Wherein, x is for loading limit level, R_DAnd R_LIt is respectively radius and the radius of bigger microsphere, the ρ of targeted microspheres_m、ρ_DAnd ρ_LPoint Not Wei sedimentation liquid, targeted microspheres and the apparent density of bigger microsphere, k is separation, and numerical value is between 0.5-1.

Microsphere segregation apparatus the most according to claim 1, it is characterised in that: described microsphere portals and inspects microsphere by random samples and portals point It is not provided with outwardly directed first arm of the most described staving sidewall and the second arm.

Microsphere segregation apparatus the most according to claim 1, it is characterised in that: it is provided with matched dust-proof at described bung Lid.

Microsphere segregation apparatus the most according to claim 3, it is characterised in that: described dust cap sets with described bung contact position There is sealing mechanism.

Microsphere segregation apparatus the most according to claim 4, it is characterised in that: described sealing mechanism is for being located at described dust cap Ground glass outside inner side and described bung.

Microsphere segregation apparatus the most according to claim 1, it is characterised in that: described staving diameter d and staving height h ratio For d:h=1:0.5-50.

Microsphere segregation apparatus the most according to claim 1, it is characterised in that: described microsphere portals to the distance of described drum head h₁Portal to distance h of described drum head with sampling observation microsphere₂Ratio be h₁:h₂=1:1.5-2, and h₂1/10-at staving height h Between 1/3.

Microsphere segregation apparatus the most according to claim 1, it is characterised in that: described staving sidewall is provided with loading upper limit mark Line, loading lower limit tag line and control tag line.

Microsphere segregation apparatus the most according to claim 1, it is characterised in that: described control tag line height h₃Higher than h₂, and Some can be set.
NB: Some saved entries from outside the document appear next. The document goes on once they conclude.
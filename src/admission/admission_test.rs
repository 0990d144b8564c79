//! Tests for the admission flow.

#[cfg(test)]
mod tests {
    use json_patch::{Patch, PatchOperation};
    use kube::core::admission::{AdmissionReview, Operation};
    use kube::core::{DynamicObject, Selector};
    use pretty_assertions::assert_eq;
    use std::cell::Cell;
    use std::io;
    use std::sync::{Arc, Mutex};

    use crate::admission::{
        Exclusion, LookupError, MutationOutcome, PodAdmissionRequest, PodPresetMutator,
        PresetStore, MIRROR_POD_ANNOTATION, OPT_OUT_ANNOTATION,
    };
    use crate::api::{
        EnvVar, LabelSelector, LabelSelectorRequirement, ObjectMetaExt, Pod, PodPreset, Volume,
        VolumeMount,
    };
    use crate::inject::provenance_key;

    fn pod(annotations: serde_json::Value) -> serde_json::Value {
        serde_json::json!({
            "apiVersion": "v1",
            "kind": "Pod",
            "metadata": {
                "generateName": "web-",
                "namespace": "shop",
                "labels": {"app": "web"},
                "annotations": annotations
            },
            "spec": {"containers": [{"name": "app", "env": [{"name": "FOO", "value": "a"}]}]}
        })
    }

    fn request_json(object: serde_json::Value) -> serde_json::Value {
        serde_json::json!({
            "uid": "req-1",
            "kind": {"group": "", "version": "v1", "kind": "Pod"},
            "resource": {"group": "", "version": "v1", "resource": "pods"},
            "namespace": "shop",
            "operation": "CREATE",
            "userInfo": {"username": "alice"},
            "object": object
        })
    }

    fn request(object: serde_json::Value) -> PodAdmissionRequest {
        serde_json::from_value(request_json(object)).unwrap()
    }

    fn env_preset(name: &str, selector: LabelSelector, env: Vec<EnvVar>) -> PodPreset {
        let mut preset = PodPreset::new(name);
        preset.metadata.namespace = Some("shop".to_string());
        preset.metadata.resource_version = Some("5".to_string());
        preset.spec.selector = selector;
        preset.spec.env = env;
        preset
    }

    fn web() -> LabelSelector {
        Selector::from_iter([("app", "web")]).into()
    }

    fn store(presets: Vec<PodPreset>) -> PresetStore {
        PresetStore::from_presets(presets, "default")
    }

    fn decode(pod: serde_json::Value) -> Pod {
        serde_json::from_value(pod).unwrap()
    }

    fn decode_patch(bytes: &[u8]) -> Patch {
        serde_json::from_slice(bytes).unwrap()
    }

    #[test]
    fn test_matching_presets_are_applied() {
        let mutator = PodPresetMutator::new(store(vec![
            env_preset("proxy", web(), vec![EnvVar::new("HTTP_PROXY", "http://proxy")]),
            env_preset(
                "other",
                Selector::from_iter([("app", "db")]).into(),
                vec![EnvVar::new("DB", "1")],
            ),
        ]));

        let outcome = mutator.mutate("shop", &decode(pod(serde_json::json!({})))).unwrap();

        let MutationOutcome::Applied { pod, presets } = outcome else {
            panic!("expected presets to be applied");
        };
        assert_eq!(presets, vec!["proxy".to_string()]);
        assert_eq!(
            pod.spec.containers[0].env,
            Some(vec![
                EnvVar::new("FOO", "a"),
                EnvVar::new("HTTP_PROXY", "http://proxy"),
            ])
        );
        assert_eq!(pod.metadata.annotation(&provenance_key("proxy")), Some("5"));
    }

    #[test]
    fn test_exclusions_skip_lookup() {
        let lookup_calls = Cell::new(0);
        let lookup = |_: &str| -> Result<Vec<PodPreset>, LookupError> {
            lookup_calls.set(lookup_calls.get() + 1);
            Ok(Vec::new())
        };
        let mutator = PodPresetMutator::new(lookup);

        let mirror = decode(pod(serde_json::json!({MIRROR_POD_ANNOTATION: "abc"})));
        assert_eq!(
            mutator.mutate("shop", &mirror).unwrap(),
            MutationOutcome::Excluded(Exclusion::MirrorPod)
        );

        let opted_out = decode(pod(serde_json::json!({OPT_OUT_ANNOTATION: "true"})));
        assert_eq!(
            mutator.mutate("shop", &opted_out).unwrap(),
            MutationOutcome::Excluded(Exclusion::OptOut)
        );
        assert_eq!(lookup_calls.get(), 0);

        let not_opted_out = decode(pod(serde_json::json!({OPT_OUT_ANNOTATION: "false"})));
        assert_eq!(
            mutator.mutate("shop", &not_opted_out).unwrap(),
            MutationOutcome::Unmatched
        );
        assert_eq!(lookup_calls.get(), 1);
    }

    #[test]
    fn test_conflict_fails_open() {
        let mutator = PodPresetMutator::new(store(vec![env_preset(
            "P1",
            web(),
            vec![EnvVar::new("FOO", "z")],
        )]));

        let response = mutator.handle(&request(pod(serde_json::json!({}))));
        assert!(response.allowed);
        assert_eq!(response.patch, None);

        let outcome = mutator.mutate("shop", &decode(pod(serde_json::json!({})))).unwrap();
        let MutationOutcome::Conflicted { presets, conflicts } = outcome else {
            panic!("expected a conflict");
        };
        assert_eq!(presets, vec!["P1".to_string()]);
        assert_eq!(conflicts.len(), 1);
    }

    #[test]
    fn test_conflicted_outcome_keeps_original_pod() {
        let original = decode(pod(serde_json::json!({})));
        let outcome = MutationOutcome::Conflicted {
            presets: vec!["P1".to_string()],
            conflicts: Default::default(),
        };
        assert_eq!(outcome.into_pod(original.clone()), original);
    }

    #[test]
    fn test_handle_emits_patch() {
        let mutator = PodPresetMutator::new(store(vec![env_preset(
            "proxy",
            web(),
            vec![EnvVar::new("HTTP_PROXY", "http://proxy")],
        )]));

        let response = mutator.handle(&request(pod(serde_json::json!({}))));

        assert!(response.allowed);
        assert_eq!(response.uid, "req-1");
        let wire = serde_json::to_value(&response).unwrap();
        assert_eq!(wire["patchType"], "JSONPatch");

        let patch = decode_patch(response.patch.as_deref().unwrap());
        assert_eq!(
            serde_json::to_value(&patch).unwrap(),
            serde_json::json!([
                {
                    "op": "add",
                    "path": "/metadata/annotations/podpreset.admission.kubernetes.io~1podpreset-proxy",
                    "value": "5"
                },
                {
                    "op": "add",
                    "path": "/spec/containers/0/env/1",
                    "value": {"name": "HTTP_PROXY", "value": "http://proxy"}
                }
            ])
        );
    }

    fn pod_with_unmodelled_fields() -> serde_json::Value {
        serde_json::json!({
            "apiVersion": "v1",
            "kind": "Pod",
            "metadata": {"generateName": "web-", "namespace": "shop", "labels": {"app": "web"}},
            "spec": {
                "containers": [{
                    "name": "app",
                    "image": "nginx:1.25",
                    "env": [{
                        "name": "CA",
                        "valueFrom": {"fileKeyRef": {"volumeName": "certs", "path": "ca.env", "key": "CA"}}
                    }],
                    "volumeMounts": [{
                        "name": "data",
                        "mountPath": "/data",
                        "subPathExpr": "$(POD_NAME)",
                        "recursiveReadOnly": "IfPossible",
                        "readOnly": true
                    }]
                }],
                "volumes": [{"name": "data", "emptyDir": {}}]
            }
        })
    }

    fn logs_preset() -> PodPreset {
        let mut preset = env_preset("logs", web(), vec![EnvVar::new("G", "1")]);
        preset.spec.volumes = vec![Volume::empty_dir("logs")];
        preset.spec.volume_mounts = vec![VolumeMount::new("logs", "/var/log/app")];
        preset
    }

    #[test]
    fn test_patch_leaves_existing_entries_untouched() {
        let raw = pod_with_unmodelled_fields();
        let mutator = PodPresetMutator::new(store(vec![logs_preset()]));

        let response = mutator.handle(&request(raw.clone()));

        assert!(response.allowed);
        let patch = decode_patch(response.patch.as_deref().unwrap());
        assert!(patch.0.iter().all(|op| matches!(op, PatchOperation::Add(_))));

        let mut patched = raw.clone();
        json_patch::patch(&mut patched, &patch).unwrap();

        let container = &patched["spec"]["containers"][0];
        let original = &raw["spec"]["containers"][0];
        assert_eq!(container["env"][0], original["env"][0]);
        assert_eq!(container["volumeMounts"][0], original["volumeMounts"][0]);
        assert_eq!(patched["spec"]["volumes"][0], raw["spec"]["volumes"][0]);
        assert_eq!(
            container["volumeMounts"][1],
            serde_json::json!({"name": "logs", "mountPath": "/var/log/app"})
        );
        assert_eq!(container["env"][1], serde_json::json!({"name": "G", "value": "1"}));
    }

    #[test]
    fn test_patched_object_matches_mutated_pod() {
        let raw = pod_with_unmodelled_fields();
        let mutator = PodPresetMutator::new(store(vec![logs_preset()]));

        let response = mutator.handle(&request(raw.clone()));
        let mut patched = raw.clone();
        json_patch::patch(&mut patched, &decode_patch(response.patch.as_deref().unwrap()))
            .unwrap();

        let mutated = mutator
            .mutate("shop", &decode(raw.clone()))
            .unwrap()
            .into_pod(decode(raw));
        assert_eq!(patched, serde_json::to_value(&mutated).unwrap());
    }

    #[test]
    fn test_exclusion_reason_is_reported() {
        let mutator = PodPresetMutator::new(store(vec![env_preset("p", web(), Vec::new())]));
        let response = mutator.handle(&request(pod(serde_json::json!({MIRROR_POD_ANNOTATION: "x"}))));
        assert!(response.allowed);
        assert_eq!(response.result.message, "Mirror Pod");
    }

    #[test]
    fn test_non_create_requests_are_ignored() {
        let mutator = PodPresetMutator::new(store(vec![env_preset(
            "p",
            web(),
            vec![EnvVar::new("A", "1")],
        )]));
        let mut update = request(pod(serde_json::json!({})));
        update.operation = Operation::Update;

        let response = mutator.handle(&update);

        assert!(response.allowed);
        assert_eq!(response.patch, None);
    }

    #[test]
    fn test_malformed_pod_is_client_error() {
        let mutator = PodPresetMutator::new(store(Vec::new()));
        let response = mutator.handle(&request(serde_json::json!({"spec": {"containers": "nope"}})));
        assert!(!response.allowed);
        assert_eq!(response.result.code, 400);
    }

    #[test]
    fn test_missing_object_is_client_error() {
        let mutator = PodPresetMutator::new(store(Vec::new()));
        let mut missing = request(pod(serde_json::json!({})));
        missing.object = None;

        let response = mutator.handle(&missing);

        assert!(!response.allowed);
        assert_eq!(response.result.code, 400);
    }

    #[test]
    fn test_lookup_failure_is_server_error() {
        let mutator = PodPresetMutator::new(|ns: &str| -> Result<Vec<PodPreset>, LookupError> {
            Err(LookupError::new(ns, "connection refused"))
        });
        let response = mutator.handle(&request(pod(serde_json::json!({}))));
        assert!(!response.allowed);
        assert_eq!(response.result.code, 500);
        assert!(response.result.message.contains("connection refused"));
    }

    #[test]
    fn test_invalid_selector_is_server_error() {
        let broken = LabelSelector {
            match_expressions: Some(vec![LabelSelectorRequirement {
                key: "tier".to_string(),
                operator: "Near".to_string(),
                values: Some(vec!["web".to_string()]),
            }]),
            ..Default::default()
        };
        let mutator = PodPresetMutator::new(store(vec![env_preset("broken", broken, Vec::new())]));

        let response = mutator.handle(&request(pod(serde_json::json!({}))));

        assert!(!response.allowed);
        assert_eq!(response.result.code, 500);
        assert!(response.result.message.contains("broken"));
    }

    #[test]
    fn test_review_round_trip() {
        let mutator = PodPresetMutator::new(store(Vec::new()));
        let review: AdmissionReview<DynamicObject> = serde_json::from_value(serde_json::json!({
            "apiVersion": "admission.k8s.io/v1",
            "kind": "AdmissionReview",
            "request": request_json(pod(serde_json::json!({})))
        }))
        .unwrap();

        let answered = mutator.review(review);

        assert!(answered.request.is_none());
        let response = answered.response.unwrap();
        assert_eq!(response.uid, "req-1");
        assert!(response.allowed);

        let empty: AdmissionReview<DynamicObject> = serde_json::from_value(serde_json::json!({
            "apiVersion": "admission.k8s.io/v1",
            "kind": "AdmissionReview"
        }))
        .unwrap();
        assert!(!mutator.review(empty).response.unwrap().allowed);
    }

    #[derive(Clone, Default)]
    struct Capture(Arc<Mutex<Vec<u8>>>);

    impl io::Write for Capture {
        fn write(&mut self, buf: &[u8]) -> io::Result<usize> {
            self.0.lock().unwrap().extend_from_slice(buf);
            Ok(buf.len())
        }

        fn flush(&mut self) -> io::Result<()> {
            Ok(())
        }
    }

    #[test]
    fn test_conflicts_are_logged_to_injected_dispatch() {
        let capture = Capture::default();
        let writer = capture.clone();
        let subscriber = tracing_subscriber::fmt()
            .with_ansi(false)
            .with_writer(move || writer.clone())
            .finish();

        let mutator = PodPresetMutator::new(store(vec![env_preset(
            "P1",
            web(),
            vec![EnvVar::new("FOO", "z")],
        )]))
        .with_dispatch(tracing::Dispatch::new(subscriber));

        let _ = mutator.mutate("shop", &decode(pod(serde_json::json!({})))).unwrap();

        let output = String::from_utf8(capture.0.lock().unwrap().clone()).unwrap();
        assert!(output.contains("conflict occurred while applying podpresets"));
        assert!(output.contains("P1"));
    }
}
10. the method for utilization microsphere segregation apparatus separation microsphere as described in claim 1 to 9 is arbitrary, it is characterised in that include Following steps:

(1) microsphere and sedimentation liquid mixing are placed in described staving, stand；

(2) after the sedimentation boundary of targeted microspheres portals less than microsphere, opening the valve that microsphere portals, that discharges compared with small particle is micro- Ball, adds sedimentation liquid, repeats 3-20 time, when the sedimentation boundary of targeted microspheres arrives control tag line, portals from sampling observation microsphere Sampling observation tracing detection, until the accounting that small particle microsphere is in discharged microsphere is less than 1%；

(3) add sedimentation liquid, when targeted microspheres sedimentation boundary arrive control tag line time, from sampling observation microsphere portal 4 sampling observations with Track detects, portal discharge targeted microspheres from microsphere simultaneously, add sedimentation liquid, repeats 3-10 time, inspects by random samples and final is once separated In microsphere, less and bigger microsphere accounting is not higher than 1%.